Stored entries:
----

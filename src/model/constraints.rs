//! Constraint Graphs
//!
//! Forced combinations and incompatibilities share one shape: a symmetric
//! adjacency `layer → trait → otherLayer → [otherTrait, ...]`. Every pair is
//! stored in both directions so either end can look up its partners.

use std::collections::HashSet;

use indexmap::IndexMap;
use serde::{Deserialize, Serialize};

use super::types::SetId;
use crate::error::{RarityError, Result};

/// One end of a constraint: a trait inside a layer.
#[derive(Debug, Clone, PartialEq, Eq, Hash, PartialOrd, Ord)]
pub struct TraitRef {
    pub layer: String,
    pub trait_name: String,
}

impl TraitRef {
    pub fn new(layer: impl Into<String>, trait_name: impl Into<String>) -> Self {
        Self {
            layer: layer.into(),
            trait_name: trait_name.into(),
        }
    }
}

impl std::fmt::Display for TraitRef {
    fn fmt(&self, f: &mut std::fmt::Formatter<'_>) -> std::fmt::Result {
        write!(f, "{}.{}", self.layer, self.trait_name)
    }
}

/// An unordered pair of constrained traits.
#[derive(Debug, Clone, PartialEq, Eq)]
pub struct TraitPair {
    pub a: TraitRef,
    pub b: TraitRef,
}

/// Per-set constraint graphs, as persisted.
pub type ConstraintState = IndexMap<SetId, ConstraintGraph>;

type Adjacency = IndexMap<String, IndexMap<String, IndexMap<String, Vec<String>>>>;

/// Symmetric adjacency of constrained trait pairs.
#[derive(Debug, Clone, Default, PartialEq, Serialize, Deserialize)]
#[serde(transparent)]
pub struct ConstraintGraph {
    entries: Adjacency,
}

impl ConstraintGraph {
    pub fn new() -> Self {
        Self::default()
    }

    pub fn is_empty(&self) -> bool {
        self.entries.is_empty()
    }

    /// Number of distinct pairs.
    pub fn len(&self) -> usize {
        self.pairs().len()
    }

    /// Add a pair in both directions. Returns false if it was already present.
    pub fn add(&mut self, a: &TraitRef, b: &TraitRef) -> bool {
        let inserted = self.insert_directed(a, b);
        self.insert_directed(b, a);
        inserted
    }

    fn insert_directed(&mut self, from: &TraitRef, to: &TraitRef) -> bool {
        let partners = self
            .entries
            .entry(from.layer.clone())
            .or_default()
            .entry(from.trait_name.clone())
            .or_default()
            .entry(to.layer.clone())
            .or_default();
        if partners.iter().any(|t| t == &to.trait_name) {
            return false;
        }
        partners.push(to.trait_name.clone());
        true
    }

    /// Remove a pair in both directions. Returns false if it was absent.
    pub fn remove(&mut self, a: &TraitRef, b: &TraitRef) -> bool {
        let removed = self.remove_directed(a, b);
        self.remove_directed(b, a);
        removed
    }

    fn remove_directed(&mut self, from: &TraitRef, to: &TraitRef) -> bool {
        let Some(traits) = self.entries.get_mut(&from.layer) else {
            return false;
        };
        let Some(layers) = traits.get_mut(&from.trait_name) else {
            return false;
        };
        let Some(partners) = layers.get_mut(&to.layer) else {
            return false;
        };
        let before = partners.len();
        partners.retain(|t| t != &to.trait_name);
        let removed = partners.len() != before;

        if partners.is_empty() {
            layers.shift_remove(&to.layer);
        }
        if layers.is_empty() {
            traits.shift_remove(&from.trait_name);
        }
        if traits.is_empty() {
            self.entries.shift_remove(&from.layer);
        }
        removed
    }

    pub fn contains(&self, a: &TraitRef, b: &TraitRef) -> bool {
        self.entries
            .get(&a.layer)
            .and_then(|traits| traits.get(&a.trait_name))
            .and_then(|layers| layers.get(&b.layer))
            .is_some_and(|partners| partners.iter().any(|t| t == &b.trait_name))
    }

    /// Every trait paired with `t`.
    pub fn partners(&self, t: &TraitRef) -> Vec<TraitRef> {
        self.entries
            .get(&t.layer)
            .and_then(|traits| traits.get(&t.trait_name))
            .map(|layers| {
                layers
                    .iter()
                    .flat_map(|(layer, names)| names.iter().map(move |n| TraitRef::new(layer, n)))
                    .collect()
            })
            .unwrap_or_default()
    }

    /// Whether `t` takes part in any pair.
    pub fn involves(&self, layer: &str, trait_name: &str) -> bool {
        self.entries
            .get(layer)
            .and_then(|traits| traits.get(trait_name))
            .is_some_and(|layers| layers.values().any(|names| !names.is_empty()))
    }

    /// Distinct pairs, each reported once in first-seen orientation.
    pub fn pairs(&self) -> Vec<TraitPair> {
        let mut seen: HashSet<(TraitRef, TraitRef)> = HashSet::new();
        let mut pairs = Vec::new();
        for (layer, traits) in &self.entries {
            for (trait_name, layers) in traits {
                let a = TraitRef::new(layer, trait_name);
                for (other_layer, names) in layers {
                    for other in names {
                        let b = TraitRef::new(other_layer, other);
                        let key = if a <= b {
                            (a.clone(), b.clone())
                        } else {
                            (b.clone(), a.clone())
                        };
                        if seen.insert(key) {
                            pairs.push(TraitPair { a: a.clone(), b });
                        }
                    }
                }
            }
        }
        pairs
    }

    /// Drop every pair with an end rejected by `keep`. Returns the pairs dropped.
    pub fn retain(&mut self, mut keep: impl FnMut(&TraitRef) -> bool) -> Vec<TraitPair> {
        let dropped: Vec<TraitPair> = self
            .pairs()
            .into_iter()
            .filter(|pair| !keep(&pair.a) || !keep(&pair.b))
            .collect();
        for pair in &dropped {
            self.remove(&pair.a, &pair.b);
        }
        dropped
    }

    /// Re-add every stored direction so that the adjacency is symmetric.
    pub fn mirrored(&self) -> Self {
        let mut graph = Self::new();
        for pair in self.pairs() {
            graph.add(&pair.a, &pair.b);
        }
        graph
    }

    /// Structural checks applied to persisted graphs.
    pub fn validate(&self) -> Result<()> {
        for pair in self.pairs() {
            for end in [&pair.a, &pair.b] {
                if end.layer.trim().is_empty() || end.trait_name.trim().is_empty() {
                    return Err(RarityError::SchemaValidation {
                        reason: "constraint with empty layer or trait name".to_string(),
                    });
                }
            }
            if pair.a.layer == pair.b.layer {
                return Err(RarityError::SchemaValidation {
                    reason: format!("constraint {} ↔ {} stays inside one layer", pair.a, pair.b),
                });
            }
        }
        Ok(())
    }
}

#[cfg(test)]
mod tests {
    use super::*;
    use pretty_assertions::assert_eq;

    fn red() -> TraitRef {
        TraitRef::new("Background", "Red")
    }

    fn glow() -> TraitRef {
        TraitRef::new("Eyes", "Glow")
    }

    #[test]
    fn test_add_is_mirrored() {
        let mut graph = ConstraintGraph::new();
        assert!(graph.add(&red(), &glow()));
        assert!(!graph.add(&glow(), &red()));

        assert!(graph.contains(&red(), &glow()));
        assert!(graph.contains(&glow(), &red()));
        assert_eq!(graph.partners(&glow()), vec![red()]);
        assert_eq!(graph.len(), 1);
    }

    #[test]
    fn test_partners_span_every_other_layer() {
        let mut graph = ConstraintGraph::new();
        let smile = TraitRef::new("Mouth", "Smile");
        graph.add(&red(), &glow());
        graph.add(&red(), &smile);

        assert_eq!(graph.partners(&red()), vec![glow(), smile]);
        assert!(graph.partners(&TraitRef::new("Hat", "Cap")).is_empty());
    }

    #[test]
    fn test_remove_prunes_empty_branches() {
        let mut graph = ConstraintGraph::new();
        graph.add(&red(), &glow());
        assert!(graph.remove(&glow(), &red()));

        assert!(graph.is_empty());
        assert!(!graph.involves("Background", "Red"));
        assert!(!graph.remove(&red(), &glow()));
    }

    #[test]
    fn test_json_shape() {
        let mut graph = ConstraintGraph::new();
        graph.add(&red(), &glow());

        let value = serde_json::to_value(&graph).unwrap();
        assert_eq!(value["Background"]["Red"]["Eyes"][0], "Glow");
        assert_eq!(value["Eyes"]["Glow"]["Background"][0], "Red");
    }

    #[test]
    fn test_retain_drops_pairs_in_both_directions() {
        let mut graph = ConstraintGraph::new();
        graph.add(&red(), &glow());
        graph.add(&red(), &TraitRef::new("Mouth", "Smile"));

        let dropped = graph.retain(|t| t.layer != "Mouth");
        assert_eq!(dropped.len(), 1);
        assert!(!graph.involves("Mouth", "Smile"));
        assert!(graph.contains(&glow(), &red()));
    }

    #[test]
    fn test_mirrored_repairs_one_sided_entries() {
        let json = r#"{"Background": {"Red": {"Eyes": ["Glow"]}}}"#;
        let graph: ConstraintGraph = serde_json::from_str(json).unwrap();
        assert!(!graph.contains(&glow(), &red()));

        let graph = graph.mirrored();
        assert!(graph.contains(&glow(), &red()));
    }

    #[test]
    fn test_validate_rejects_same_layer_pairs() {
        let mut graph = ConstraintGraph::new();
        graph.add(&red(), &TraitRef::new("Background", "Blue"));
        assert!(graph.validate().is_err());
    }
}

----

→ **What you need to do**: Would you please reproduce the records above exactly, only from their first line through the line holding "use super::types::SetId;", with both ends included?

→ **Output of the exercise**:
filename src/model/constraints.rs
//! Constraint Graphs
//!
//! Forced combinations and incompatibilities share one shape: a symmetric
//! adjacency `layer → trait → otherLayer → [otherTrait, ...]`. Every pair is
//! stored in both directions so either end can look up its partners.

use std::collections::HashSet;

use indexmap::IndexMap;
use serde::{Deserialize, Serialize};

use super::types::SetId;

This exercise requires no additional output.